Ich meine das völlig ernst – die Blue Planet von CIGA Design ist anders als alle anderen Uhren, die ich bisher in der Hand hatte. Heißt das, ich halte die Zeitanzeige der Blue Planet für besonders praktisch? Nein, aber sie ist ein echter, erfolgreicher Versuch, etwas anders zu machen. Und in einem konservativen Handwerk wie der Uhrmacherei sollte man das meiner Meinung nach immer bewundern.
Die GPHG-Jury war sich zum Glück einig.
Was kommt als Nächstes?
Der Blue Planet ist eine Plattform, die CIGA Design immer wieder neu gestalten kann. Jetzt, da die Designsprache und das Uhrwerk feststehen, kann das System aus Zeiger und Schieberegler immer wieder neu gestaltet werden. Anstelle der Erde könne die Uhr auch “einen Mond oder ein Mobiltelefon zeigen; es kann wirklich alles sein”, sagt er.
Zhang will nicht viel über seine kommenden Pläne verraten, aber er verrät, dass weitere Ausgaben der Blue Planet in Planung sind. Er verspricht jedoch, dass seine Uhren immer erschwinglich bleiben werden. Das Titanmodell der Blue Planet, das wir für diesen Artikel fotografiert haben, kostet zum Beispiel 1.099 US-Dollar, während die Edelstahlvariante nur 899 US-Dollar kostet.

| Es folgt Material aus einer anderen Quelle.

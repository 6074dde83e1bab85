//! Common logging initializer
//!

use eyre::Result;
use tracing_subscriber::layer::SubscriberExt;
use tracing_subscriber::util::SubscriberInitExt;
use tracing_subscriber::EnvFilter;
use tracing_tree::HierarchicalLayer;

/// Guard for the rolling file appender, keep it alive for the duration of
/// the program or the file layer silently drops events.
///
pub type LogGuard = Option<tracing_appender::non_blocking::WorkerGuard>;

/// Default level from the `-v` count, `RUST_LOG` still wins when set.
///
pub fn default_level(verbose: u8) -> &'static str {
    match verbose {
        0 => "info",
        1 => "debug",
        _ => "trace",
    }
}

#[tracing::instrument]
pub fn init_logging(
    name: &'static str,
    verbose: u8,
    use_tree: bool,
    use_file: Option<String>,
) -> Result<LogGuard> {
    // Load filters from environment, fall back on the verbosity count
    //
    let filter = EnvFilter::try_from_default_env()
        .unwrap_or_else(|_| EnvFilter::new(default_level(verbose)));

    // Do we want hierarchical output?
    //
    let tree = if use_tree {
        Some(
            HierarchicalLayer::new(2)
                .with_ansi(true)
                .with_targets(true)
                .with_bracketed_fields(true),
        )
    } else {
        None
    };

    // Plain compact console layer when the tree is off
    //
    let console = if use_tree {
        None
    } else {
        Some(
            tracing_subscriber::fmt::layer()
                .with_target(false)
                .compact(),
        )
    };

    // Log to file?
    //
    let (file, guard) = if let Some(dir) = use_file {
        // Basic append-only rolling file for all traces.
        //
        let appender = tracing_appender::rolling::hourly(dir, name);
        let (writer, guard) = tracing_appender::non_blocking(appender);
        (
            Some(tracing_subscriber::fmt::layer().with_ansi(false).with_writer(writer)),
            Some(guard),
        )
    } else {
        (None, None)
    };

    // Combine filters & layers
    //
    tracing_subscriber::registry()
        .with(filter)
        .with(tree)
        .with(console)
        .with(file)
        .init();

    Ok(guard)
}
//! Definition of the data formats used by skywatch.
//!
//! This module makes the link between the shared normalized record `AircraftState` and the
//! different provider payloads defined in the other modules.
//!
//! To add a new format, add a `FORMAT.rs` file defining the provider payload and its
//! conversion into `AircraftState`, then register the name in [Format].
//!
//! Canonical units for the normalized record, all adapters converge on these:
//!
//! - distance: meters
//! - altitude (baro & geo): meters
//! - ground speed: km/h
//! - vertical rate: m/s
//!

// Re-export for convenience
//
pub use format::*;
pub use state::*;
pub use units::*;

pub use adsbx::*;
pub use opensky::*;
pub use vrs::*;

mod adsbx;
mod format;
mod opensky;
mod state;
mod units;
mod vrs;

pub fn version() -> String {
    format!("{}/{}", env!("CARGO_PKG_NAME"), env!("CARGO_PKG_VERSION"))
}
//! Best-effort flight information enrichment.
//!
//! FlightAware publishes route details in the `<meta>` tags of its live
//! tracking pages, no API key needed.  This is scraped, so everything here is
//! best-effort: any failure (network, odd status, missing tags) yields `None`
//! and the caller carries on without enrichment.
//!

use std::time::Duration;

use clap::{crate_name, crate_version};
use reqwest::blocking::Client;
use reqwest::StatusCode;
use tracing::{debug, trace};

use crate::{http_get, DEFAULT_TIMEOUT};

const FLIGHTAWARE_URL: &str = "https://flightaware.com/live/flight";

/// Route details scraped from a tracking page.
///
#[derive(Clone, Debug, Default, PartialEq)]
pub struct FlightInfo {
    /// Origin airport ICAO code
    pub origin: Option<String>,
    /// Destination airport ICAO code
    pub destination: Option<String>,
    /// Operating airline
    pub airline: Option<String>,
    /// Aircraft type code
    pub aircraft_type: Option<String>,
}

/// Scraper for flight route information, keyed by callsign.
///
#[derive(Clone, Debug)]
pub struct RouteLookup {
    pub base_url: String,
    pub client: Client,
    pub timeout: Duration,
}

impl Default for RouteLookup {
    fn default() -> Self {
        Self::new()
    }
}

impl RouteLookup {
    pub fn new() -> Self {
        RouteLookup {
            base_url: FLIGHTAWARE_URL.to_owned(),
            client: Client::new(),
            timeout: DEFAULT_TIMEOUT,
        }
    }

    /// Look a callsign up.  `None` on any failure, this is decoration only.
    ///
    #[tracing::instrument(skip(self))]
    pub fn flight_info(&self, callsign: &str) -> Option<FlightInfo> {
        trace!("routelookup::flight_info");

        if callsign.is_empty() {
            return None;
        }
        let url = format!("{}/{}", self.base_url, callsign);
        let resp = http_get!(self, url).ok()?;
        // the page may answer with a redirect to itself
        if resp.status() != StatusCode::OK && resp.status() != StatusCode::MOVED_PERMANENTLY {
            debug!("flight info: status {}", resp.status());
            return None;
        }
        let body = resp.text().ok()?;

        let info = FlightInfo {
            origin: meta_content(&body, "origin"),
            destination: meta_content(&body, "destination"),
            airline: meta_content(&body, "airline"),
            aircraft_type: meta_content(&body, "aircrafttype"),
        };
        if info == FlightInfo::default() {
            return None;
        }
        Some(info)
    }
}

/// Extract `content="..."` from the first `<meta ... name="{name}" ...>` tag.
///
fn meta_content(body: &str, name: &str) -> Option<String> {
    let needle = format!("name=\"{}\"", name);
    for (pos, _) in body.match_indices("<meta") {
        let end = body[pos..].find('>').map(|e| pos + e)?;
        let tag = &body[pos..end];
        if !tag.contains(&needle) {
            continue;
        }
        let content = tag.split("content=\"").nth(1)?;
        let content = content.split('"').next()?;
        if content.is_empty() {
            return None;
        }
        return Some(content.to_owned());
    }
    None
}

#[cfg(test)]
mod tests {
    use super::*;

    const PAGE: &str = r##"<html><head>
      <meta name="title" content="KLM605 (Boeing 747) - KLM Royal Dutch Airlines" />
      <meta property="og:description" content="Track KLM605 flight" />
      <meta name="origin" content="EHAM" />
      <meta name="destination" content="KSFO" />
      <meta name="airline" content="KLM" />
      <meta name="aircrafttype" content="B744" />
    </head><body></body></html>"##;

    #[test]
    fn test_meta_content() {
        assert_eq!(Some("EHAM".to_string()), meta_content(PAGE, "origin"));
        assert_eq!(Some("KSFO".to_string()), meta_content(PAGE, "destination"));
        assert_eq!(Some("B744".to_string()), meta_content(PAGE, "aircrafttype"));
        assert_eq!(None, meta_content(PAGE, "nonesuch"));
    }

    #[test]
    fn test_meta_content_empty_value() {
        let page = r##"<meta name="origin" content="" />"##;
        assert_eq!(None, meta_content(page, "origin"));
    }

    #[test]
    fn test_flight_info_empty_callsign() {
        let lookup = RouteLookup::new();
        assert!(lookup.flight_info("").is_none());
    }
}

Die Blue Planet ist ein detaillierterer und komplizierterer Zeitmesser als alles, was Zhang bisher herausgebracht hat, und so liegt es nahe, sie als ein neues “Halo”-Produkt zu einem viel, viel höheren Preis einzuführen. Für viele Unternehmer und Inhaber kleiner Unternehmen würde die Art von Anerkennung, die CIGA Design vom GPHG erhalten hat, eine Preiserhöhung rechtfertigen, aber Zhang ist bestrebt, seine Uhren erschwinglich zu halten.
“Alles, was ich je wollte, war, ein gutes Design zu entwickeln, das möglichst vielen Menschen dient.